[Recorded information — start]

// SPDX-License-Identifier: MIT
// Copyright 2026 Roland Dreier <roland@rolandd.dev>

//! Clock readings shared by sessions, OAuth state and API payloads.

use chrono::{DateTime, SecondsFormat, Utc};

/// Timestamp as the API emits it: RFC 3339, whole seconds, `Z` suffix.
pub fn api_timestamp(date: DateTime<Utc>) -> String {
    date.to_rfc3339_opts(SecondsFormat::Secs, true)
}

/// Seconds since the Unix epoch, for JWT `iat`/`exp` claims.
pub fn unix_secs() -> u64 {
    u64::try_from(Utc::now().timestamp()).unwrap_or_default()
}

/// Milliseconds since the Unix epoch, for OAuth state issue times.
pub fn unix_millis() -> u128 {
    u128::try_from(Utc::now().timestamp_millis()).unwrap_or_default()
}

[Recorded information — finish]

Across the records above, count the lines holding "epoch" and reply with that number alone.

2